WHAT YOU WILL DO -
Keep to one stretch of the data below, the lines from the one with "use crate::config::FetchConfig;" up to and including the one with "call blocks for", and return that stretch exactly.

[Saved data entries]
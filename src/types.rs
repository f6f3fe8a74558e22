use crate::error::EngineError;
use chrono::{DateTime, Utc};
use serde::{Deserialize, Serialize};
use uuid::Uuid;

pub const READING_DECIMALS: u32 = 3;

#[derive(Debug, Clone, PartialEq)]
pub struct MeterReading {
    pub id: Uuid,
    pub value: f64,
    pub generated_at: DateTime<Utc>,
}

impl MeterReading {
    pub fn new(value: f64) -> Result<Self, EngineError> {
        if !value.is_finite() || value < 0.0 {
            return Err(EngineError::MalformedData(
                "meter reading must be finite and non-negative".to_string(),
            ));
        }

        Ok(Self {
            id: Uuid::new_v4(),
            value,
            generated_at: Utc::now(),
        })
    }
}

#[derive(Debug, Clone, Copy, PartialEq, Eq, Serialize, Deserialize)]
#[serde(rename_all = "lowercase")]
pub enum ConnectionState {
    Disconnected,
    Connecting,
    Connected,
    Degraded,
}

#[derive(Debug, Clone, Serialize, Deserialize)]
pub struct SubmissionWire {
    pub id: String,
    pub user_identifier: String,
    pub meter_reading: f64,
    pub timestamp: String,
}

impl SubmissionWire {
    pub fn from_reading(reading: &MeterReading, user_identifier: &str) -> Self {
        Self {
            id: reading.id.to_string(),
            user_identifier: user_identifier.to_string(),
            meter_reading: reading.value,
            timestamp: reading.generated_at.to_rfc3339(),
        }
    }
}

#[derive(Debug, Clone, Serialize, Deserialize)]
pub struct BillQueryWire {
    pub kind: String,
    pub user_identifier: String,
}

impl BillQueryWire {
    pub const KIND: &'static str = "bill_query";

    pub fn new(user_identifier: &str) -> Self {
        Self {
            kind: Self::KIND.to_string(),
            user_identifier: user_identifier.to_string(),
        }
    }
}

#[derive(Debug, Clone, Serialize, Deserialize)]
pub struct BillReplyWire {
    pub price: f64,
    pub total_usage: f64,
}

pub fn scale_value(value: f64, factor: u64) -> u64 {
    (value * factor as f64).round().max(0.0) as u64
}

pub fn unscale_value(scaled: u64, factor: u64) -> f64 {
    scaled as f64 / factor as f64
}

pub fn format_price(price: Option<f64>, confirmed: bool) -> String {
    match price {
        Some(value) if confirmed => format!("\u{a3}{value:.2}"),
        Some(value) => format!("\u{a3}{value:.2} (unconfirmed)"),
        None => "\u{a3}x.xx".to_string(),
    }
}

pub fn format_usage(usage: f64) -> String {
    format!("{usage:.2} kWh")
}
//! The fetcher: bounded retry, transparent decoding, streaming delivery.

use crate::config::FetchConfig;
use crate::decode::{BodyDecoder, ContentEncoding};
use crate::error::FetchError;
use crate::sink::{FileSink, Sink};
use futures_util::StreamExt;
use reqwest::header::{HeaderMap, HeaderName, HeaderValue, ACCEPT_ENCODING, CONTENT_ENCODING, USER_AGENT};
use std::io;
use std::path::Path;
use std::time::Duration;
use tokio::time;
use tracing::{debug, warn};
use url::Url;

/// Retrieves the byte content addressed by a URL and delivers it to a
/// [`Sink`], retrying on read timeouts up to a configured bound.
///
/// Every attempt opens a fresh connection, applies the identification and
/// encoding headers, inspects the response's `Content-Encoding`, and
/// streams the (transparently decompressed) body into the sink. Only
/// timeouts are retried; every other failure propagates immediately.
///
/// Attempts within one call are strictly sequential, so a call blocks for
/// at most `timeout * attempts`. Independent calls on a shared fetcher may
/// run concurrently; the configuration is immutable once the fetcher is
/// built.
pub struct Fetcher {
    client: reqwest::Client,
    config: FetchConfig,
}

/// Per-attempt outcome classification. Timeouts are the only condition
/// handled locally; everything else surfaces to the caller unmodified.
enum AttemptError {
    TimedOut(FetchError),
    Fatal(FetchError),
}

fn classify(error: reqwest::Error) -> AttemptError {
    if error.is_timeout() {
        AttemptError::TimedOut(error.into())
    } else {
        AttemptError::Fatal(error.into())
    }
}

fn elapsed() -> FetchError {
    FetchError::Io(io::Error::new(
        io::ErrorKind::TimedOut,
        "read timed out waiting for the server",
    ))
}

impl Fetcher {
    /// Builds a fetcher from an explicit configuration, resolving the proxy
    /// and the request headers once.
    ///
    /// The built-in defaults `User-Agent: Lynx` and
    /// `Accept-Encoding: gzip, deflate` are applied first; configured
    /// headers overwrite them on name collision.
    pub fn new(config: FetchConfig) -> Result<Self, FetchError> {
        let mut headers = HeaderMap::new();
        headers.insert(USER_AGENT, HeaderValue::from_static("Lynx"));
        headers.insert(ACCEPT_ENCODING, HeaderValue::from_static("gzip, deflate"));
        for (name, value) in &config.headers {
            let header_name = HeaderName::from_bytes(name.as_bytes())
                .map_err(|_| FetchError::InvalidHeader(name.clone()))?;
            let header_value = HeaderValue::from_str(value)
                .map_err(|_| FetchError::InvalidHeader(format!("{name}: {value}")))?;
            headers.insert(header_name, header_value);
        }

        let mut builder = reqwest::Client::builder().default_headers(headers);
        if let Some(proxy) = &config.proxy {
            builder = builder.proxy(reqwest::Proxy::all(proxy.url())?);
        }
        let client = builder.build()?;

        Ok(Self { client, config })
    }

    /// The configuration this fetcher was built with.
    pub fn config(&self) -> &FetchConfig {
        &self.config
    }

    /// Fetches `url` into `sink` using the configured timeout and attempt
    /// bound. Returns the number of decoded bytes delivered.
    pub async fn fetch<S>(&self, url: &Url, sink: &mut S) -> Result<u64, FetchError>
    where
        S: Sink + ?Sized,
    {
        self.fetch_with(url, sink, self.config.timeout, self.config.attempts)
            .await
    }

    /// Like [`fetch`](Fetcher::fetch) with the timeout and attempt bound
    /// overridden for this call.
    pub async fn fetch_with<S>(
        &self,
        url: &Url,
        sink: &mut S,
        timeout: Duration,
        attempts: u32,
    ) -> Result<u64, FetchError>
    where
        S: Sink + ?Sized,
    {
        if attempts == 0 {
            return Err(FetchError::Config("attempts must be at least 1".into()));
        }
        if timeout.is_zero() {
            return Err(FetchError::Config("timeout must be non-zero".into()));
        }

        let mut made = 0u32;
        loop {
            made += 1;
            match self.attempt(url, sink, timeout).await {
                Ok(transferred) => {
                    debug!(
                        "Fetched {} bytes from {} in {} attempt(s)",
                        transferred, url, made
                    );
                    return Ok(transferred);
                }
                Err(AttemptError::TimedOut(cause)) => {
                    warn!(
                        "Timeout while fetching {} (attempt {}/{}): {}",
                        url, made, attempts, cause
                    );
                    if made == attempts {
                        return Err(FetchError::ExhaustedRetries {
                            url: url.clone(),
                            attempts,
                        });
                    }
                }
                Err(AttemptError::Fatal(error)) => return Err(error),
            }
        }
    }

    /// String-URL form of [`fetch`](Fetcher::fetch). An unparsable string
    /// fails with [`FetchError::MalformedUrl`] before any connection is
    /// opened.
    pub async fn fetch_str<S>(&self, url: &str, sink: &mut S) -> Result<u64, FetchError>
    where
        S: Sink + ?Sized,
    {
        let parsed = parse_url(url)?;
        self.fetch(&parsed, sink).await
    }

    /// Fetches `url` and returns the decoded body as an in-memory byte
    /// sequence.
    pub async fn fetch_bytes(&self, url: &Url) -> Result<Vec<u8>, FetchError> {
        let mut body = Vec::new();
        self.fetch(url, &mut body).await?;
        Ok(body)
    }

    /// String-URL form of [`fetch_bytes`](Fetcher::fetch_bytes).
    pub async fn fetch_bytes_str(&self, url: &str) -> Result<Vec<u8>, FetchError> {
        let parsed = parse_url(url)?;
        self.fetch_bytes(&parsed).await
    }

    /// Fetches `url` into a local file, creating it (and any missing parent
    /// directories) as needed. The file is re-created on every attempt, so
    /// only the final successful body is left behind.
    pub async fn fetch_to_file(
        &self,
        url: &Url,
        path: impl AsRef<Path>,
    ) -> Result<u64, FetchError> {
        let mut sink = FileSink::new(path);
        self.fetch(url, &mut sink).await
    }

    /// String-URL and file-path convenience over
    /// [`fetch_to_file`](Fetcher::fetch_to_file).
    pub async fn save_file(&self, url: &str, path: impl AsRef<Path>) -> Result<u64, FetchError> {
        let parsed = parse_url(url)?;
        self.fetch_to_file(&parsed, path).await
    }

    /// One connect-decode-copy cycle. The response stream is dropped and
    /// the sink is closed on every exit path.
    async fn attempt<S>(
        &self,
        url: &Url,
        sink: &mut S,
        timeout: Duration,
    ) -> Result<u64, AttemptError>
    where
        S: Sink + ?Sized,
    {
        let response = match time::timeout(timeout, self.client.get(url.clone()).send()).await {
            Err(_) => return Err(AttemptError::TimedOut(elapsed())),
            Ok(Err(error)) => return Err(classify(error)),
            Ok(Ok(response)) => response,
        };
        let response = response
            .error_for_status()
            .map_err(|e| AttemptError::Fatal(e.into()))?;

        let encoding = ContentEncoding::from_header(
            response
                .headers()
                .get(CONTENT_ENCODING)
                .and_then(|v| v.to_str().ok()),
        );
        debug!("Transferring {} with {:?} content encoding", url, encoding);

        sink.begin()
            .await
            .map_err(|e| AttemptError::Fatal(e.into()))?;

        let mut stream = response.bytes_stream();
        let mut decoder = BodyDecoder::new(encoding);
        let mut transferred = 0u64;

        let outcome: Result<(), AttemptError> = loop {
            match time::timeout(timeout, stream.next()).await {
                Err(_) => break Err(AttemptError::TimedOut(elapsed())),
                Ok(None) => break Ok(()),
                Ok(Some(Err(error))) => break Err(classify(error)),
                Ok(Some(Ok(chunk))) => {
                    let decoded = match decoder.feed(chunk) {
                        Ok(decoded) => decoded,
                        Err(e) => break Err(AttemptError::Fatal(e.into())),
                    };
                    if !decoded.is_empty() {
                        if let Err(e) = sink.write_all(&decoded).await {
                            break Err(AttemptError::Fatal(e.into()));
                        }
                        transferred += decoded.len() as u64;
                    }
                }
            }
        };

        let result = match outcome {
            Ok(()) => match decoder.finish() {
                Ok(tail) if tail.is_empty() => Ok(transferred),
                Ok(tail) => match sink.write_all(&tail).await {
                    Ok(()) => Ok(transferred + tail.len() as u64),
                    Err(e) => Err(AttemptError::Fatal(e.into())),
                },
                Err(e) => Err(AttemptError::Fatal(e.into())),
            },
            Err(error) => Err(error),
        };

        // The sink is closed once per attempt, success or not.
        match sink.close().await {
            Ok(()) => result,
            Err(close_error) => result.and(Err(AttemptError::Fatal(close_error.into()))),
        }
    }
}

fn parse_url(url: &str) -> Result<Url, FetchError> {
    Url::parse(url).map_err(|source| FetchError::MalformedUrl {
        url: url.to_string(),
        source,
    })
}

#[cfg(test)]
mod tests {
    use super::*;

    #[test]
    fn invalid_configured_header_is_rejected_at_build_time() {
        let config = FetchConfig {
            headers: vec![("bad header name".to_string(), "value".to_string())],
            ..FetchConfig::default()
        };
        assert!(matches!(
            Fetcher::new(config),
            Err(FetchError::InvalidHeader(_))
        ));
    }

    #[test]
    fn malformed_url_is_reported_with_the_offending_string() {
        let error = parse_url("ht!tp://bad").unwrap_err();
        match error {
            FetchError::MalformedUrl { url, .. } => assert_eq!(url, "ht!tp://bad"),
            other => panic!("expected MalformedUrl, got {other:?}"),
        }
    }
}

SOLUTION -
use crate::config::FetchConfig;
use crate::decode::{BodyDecoder, ContentEncoding};
use crate::error::FetchError;
use crate::sink::{FileSink, Sink};
use futures_util::StreamExt;
use reqwest::header::{HeaderMap, HeaderName, HeaderValue, ACCEPT_ENCODING, CONTENT_ENCODING, USER_AGENT};
use std::io;
use std::path::Path;
use std::time::Duration;
use tokio::time;
use tracing::{debug, warn};
use url::Url;

/// Retrieves the byte content addressed by a URL and delivers it to a
/// [`Sink`], retrying on read timeouts up to a configured bound.
///
/// Every attempt opens a fresh connection, applies the identification and
/// encoding headers, inspects the response's `Content-Encoding`, and
/// streams the (transparently decompressed) body into the sink. Only
/// timeouts are retried; every other failure propagates immediately.
///
/// Attempts within one call are strictly sequential, so a call blocks for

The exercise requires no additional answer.